▸ Task
In the data that follows, find each line containing "MissingEmail" and copy it.

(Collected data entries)

____________

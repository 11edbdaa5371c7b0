use std::path::PathBuf;

use axum::{
    extract::rejection::{PathRejection, QueryRejection},
    http::StatusCode,
    response::{IntoResponse, Response},
    Json,
};
use thiserror::Error;

/// Rejections from the signup / unregister rules.
#[derive(Debug, Clone, PartialEq, Eq, Error)]
pub enum ActivityError {
    #[error("Activity not found")]
    NotFound,

    #[error("Student is already signed up for this activity")]
    AlreadySignedUp,

    #[error("Student is not registered for this activity")]
    NotRegistered,

    #[error("Activity is full")]
    ActivityFull,

    #[error("Missing required query parameter: email")]
    MissingEmail,

    /// Path or query string the extractors could not decode.
    #[error("{0}")]
    InvalidRequest(String),
}

impl ActivityError {
    pub fn status(&self) -> StatusCode {
        match self {
            ActivityError::NotFound => StatusCode::NOT_FOUND,
            ActivityError::AlreadySignedUp
            | ActivityError::NotRegistered
            | ActivityError::ActivityFull
            | ActivityError::MissingEmail
            | ActivityError::InvalidRequest(_) => StatusCode::BAD_REQUEST,
        }
    }
}

impl From<PathRejection> for ActivityError {
    fn from(rejection: PathRejection) -> Self {
        ActivityError::InvalidRequest(rejection.body_text())
    }
}

impl From<QueryRejection> for ActivityError {
    fn from(rejection: QueryRejection) -> Self {
        ActivityError::InvalidRequest(rejection.body_text())
    }
}

impl IntoResponse for ActivityError {
    fn into_response(self) -> Response {
        (
            self.status(),
            Json(serde_json::json!({ "detail": self.to_string() })),
        )
            .into_response()
    }
}

#[derive(Debug, Error)]
pub enum StartupError {
    #[error("Failed to read seed file {path}: {source}")]
    SeedRead {
        path: PathBuf,
        #[source]
        source: std::io::Error,
    },

    #[error("Failed to parse seed file {path}: {source}")]
    SeedParse {
        path: PathBuf,
        #[source]
        source: serde_json::Error,
    },

    #[error("Invalid seed data for {activity}: {reason}")]
    InvalidSeed { activity: String, reason: String },

    #[error("Failed to bind {addr}: {source}")]
    Bind {
        addr: String,
        #[source]
        source: std::io::Error,
    },

    #[error("Server error: {0}")]
    Serve(#[source] std::io::Error),
}
//! Presenting 3-D transforms with 2-D sources or targets, and back.

use datum_common::{Coordinate, TransformError, TransformResult};

use crate::transform::{Transform, TransformKind};

/// A 2-D/3-D transform presented with a different number of heights.
///
/// When the wrapped transform takes a height the adapter does not receive,
/// a zero height is appended. When the wrapped transform yields a height the
/// adapter does not return, it is dropped. The wrapped transform has at
/// least as many ordinates as the adapter on each side.
#[derive(Debug, Clone)]
pub struct HeightAdapter {
    inner: Transform,
    source_3d: bool,
    target_3d: bool,
}

impl HeightAdapter {
    /// The transform being adapted.
    pub fn inner(&self) -> &Transform {
        &self.inner
    }

    pub fn source_3d(&self) -> bool {
        self.source_3d
    }

    pub fn target_3d(&self) -> bool {
        self.target_3d
    }

    pub(crate) fn source_dimensions(&self) -> usize {
        if self.source_3d {
            3
        } else {
            2
        }
    }

    pub(crate) fn target_dimensions(&self) -> usize {
        if self.target_3d {
            3
        } else {
            2
        }
    }

    pub(crate) fn apply(&self, coordinate: &[f64]) -> TransformResult<Coordinate> {
        let mut result = if self.inner.source_dimensions() > coordinate.len() {
            self.inner.transform(&[coordinate[0], coordinate[1], 0.0])?
        } else {
            self.inner.transform(coordinate)?
        };
        result.truncate(self.target_dimensions());
        Ok(result)
    }

    pub(crate) fn inverse(&self) -> TransformResult<HeightAdapter> {
        Ok(HeightAdapter {
            inner: self.inner.invert()?,
            source_3d: self.target_3d,
            target_3d: self.source_3d,
        })
    }
}

/// `transform` with 2-D or 3-D source and target as requested.
pub(crate) fn with_heights(
    transform: &Transform,
    source_3d: bool,
    target_3d: bool,
) -> TransformResult<Transform> {
    let source = transform.source_dimensions();
    let target = transform.target_dimensions();
    for dims in [source, target] {
        if dims != 2 && dims != 3 {
            return Err(TransformError::InvalidDimension(dims));
        }
    }
    if (source == 3) == source_3d && (target == 3) == target_3d {
        return Ok(transform.clone());
    }

    // Padding a zero height or dropping one works on the transform as is;
    // gaining a height needs the 3-D form of the computation.
    let gains_height = (source_3d && source == 2) || (target_3d && target == 2);
    let inner = if gains_height {
        three_dimensional_core(transform)?
    } else {
        match transform.kind() {
            TransformKind::Heights(adapter) => adapter.inner.clone(),
            _ => transform.clone(),
        }
    };
    if (inner.source_dimensions() == 3) == source_3d
        && (inner.target_dimensions() == 3) == target_3d
    {
        return Ok(inner);
    }

    tracing::debug!(
        source_3d,
        target_3d,
        inner_source_dims = inner.source_dimensions(),
        inner_target_dims = inner.target_dimensions(),
        "Adapted transform heights"
    );
    Ok(Transform::new(TransformKind::Heights(HeightAdapter {
        inner,
        source_3d,
        target_3d,
    })))
}

/// The 3-D -> 3-D transform that `transform` is a 2-D view of.
///
/// Grid, pass-through and concatenated 2-D transforms carry the height
/// through unchanged. Analytic transforms must supply their own extension.
fn three_dimensional_core(transform: &Transform) -> TransformResult<Transform> {
    let source = transform.source_dimensions();
    let target = transform.target_dimensions();
    if source == 3 && target == 3 {
        return Ok(transform.clone());
    }
    let unsupported =
        |reason: &str| TransformError::unsupported_dimension_change(source, target, reason);

    match transform.kind() {
        TransformKind::Heights(adapter) => three_dimensional_core(&adapter.inner),
        TransformKind::Analytic(math) => {
            let extension = math
                .height_extension()
                .ok_or_else(|| unsupported("the formula has no height extension"))?;
            if extension.source_dimensions() != 3 || extension.target_dimensions() != 3 {
                return Err(unsupported("the height extension is not 3-D to 3-D"));
            }
            Ok(Transform::analytic(extension))
        }
        TransformKind::Concatenated(steps) => {
            let mut cores = steps.steps().iter().map(three_dimensional_core);
            let first = cores
                .next()
                .ok_or_else(|| unsupported("empty concatenation"))??;
            cores.try_fold(first, |chain, core| chain.then(&core?))
        }
        TransformKind::PassThrough(_)
        | TransformKind::GridBacked(_)
        | TransformKind::InverseGrid(_)
            if source == 2 && target == 2 =>
        {
            Transform::pass_through(0, transform.clone(), 1)
        }
        _ => Err(unsupported("no 3-D form is known for this transform")),
    }
}
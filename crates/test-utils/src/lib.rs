//! Shared test utilities for the datum-shift workspace.
//!
//! This crate provides common testing infrastructure including:
//! - Synthetic grid generators
//! - Grid fixtures with hand-checkable values
//! - Approximate equality assertions for ordinates and coordinates
//!
//! # Usage
//!
//! Add to your crate's `Cargo.toml`:
//!
//! ```toml
//! [dev-dependencies]
//! test-utils = { path = "../test-utils" }
//! ```
//!
//! Then import in your tests:
//!
//! ```ignore
//! use test_utils::{assert_coords_approx_eq, fixtures};
//! ```

pub mod fixtures;
pub mod generators;

// Re-export commonly used items at the crate root
pub use fixtures::*;
pub use generators::*;

/// Macro for approximate floating-point equality assertions.
///
/// # Usage
///
/// ```ignore
/// use test_utils::assert_approx_eq;
///
/// assert_approx_eq!(1.0001_f64, 1.0_f64, 0.001_f64); // passes
/// assert_approx_eq!(1.1_f32, 1.0_f32, 0.001_f32);    // fails
/// ```
#[macro_export]
macro_rules! assert_approx_eq {
    ($left:expr, $right:expr, $epsilon:expr) => {{
        let left: f64 = $left as f64;
        let right: f64 = $right as f64;
        let epsilon: f64 = $epsilon as f64;
        let diff = (left - right).abs();
        if !(diff <= epsilon) {
            panic!(
                "assertion failed: `(left ≈ right)`\n  left: `{:?}`,\n right: `{:?}`,\n  diff: `{:?}` > epsilon `{:?}`",
                left, right, diff, epsilon
            );
        }
    }};
}

/// Macro for approximate equality of whole coordinates.
///
/// Both sides are anything that derefs to `[f64]`; lengths must match.
///
/// # Usage
///
/// ```ignore
/// use test_utils::assert_coords_approx_eq;
///
/// assert_coords_approx_eq!(vec![1.0001, 2.0001], [1.0, 2.0], 0.001);
/// ```
#[macro_export]
macro_rules! assert_coords_approx_eq {
    ($left:expr, $right:expr, $epsilon:expr) => {{
        let left: &[f64] = &$left[..];
        let right: &[f64] = &$right[..];
        assert_eq!(
            left.len(),
            right.len(),
            "coordinate lengths differ: {:?} vs {:?}",
            left,
            right
        );
        for (l, r) in left.iter().zip(right.iter()) {
            $crate::assert_approx_eq!(*l, *r, $epsilon);
        }
    }};
}

#[cfg(test)]
mod tests {
    #[test]
    fn test_assert_approx_eq_passes() {
        assert_approx_eq!(1.0001, 1.0, 0.001);
        assert_approx_eq!(0.0, 0.0, 0.0001);
        assert_approx_eq!(-5.5, -5.500001, 0.0001);
    }

    #[test]
    #[should_panic(expected = "assertion failed")]
    fn test_assert_approx_eq_fails() {
        assert_approx_eq!(1.1, 1.0, 0.001);
    }

    #[test]
    #[should_panic(expected = "assertion failed")]
    fn test_assert_approx_eq_rejects_nan() {
        assert_approx_eq!(f64::NAN, 1.0, 0.001);
    }

    #[test]
    fn test_assert_coords_approx_eq_passes() {
        assert_coords_approx_eq!(vec![1.0001, 2.0001], [1.0, 2.0], 0.001);
    }

    #[test]
    #[should_panic(expected = "coordinate lengths differ")]
    fn test_assert_coords_approx_eq_length() {
        assert_coords_approx_eq!(vec![1.0, 2.0, 3.0], [1.0, 2.0], 0.001);
    }
}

____________

▸ Answer for this exercise
    MissingEmail,
            | ActivityError::MissingEmail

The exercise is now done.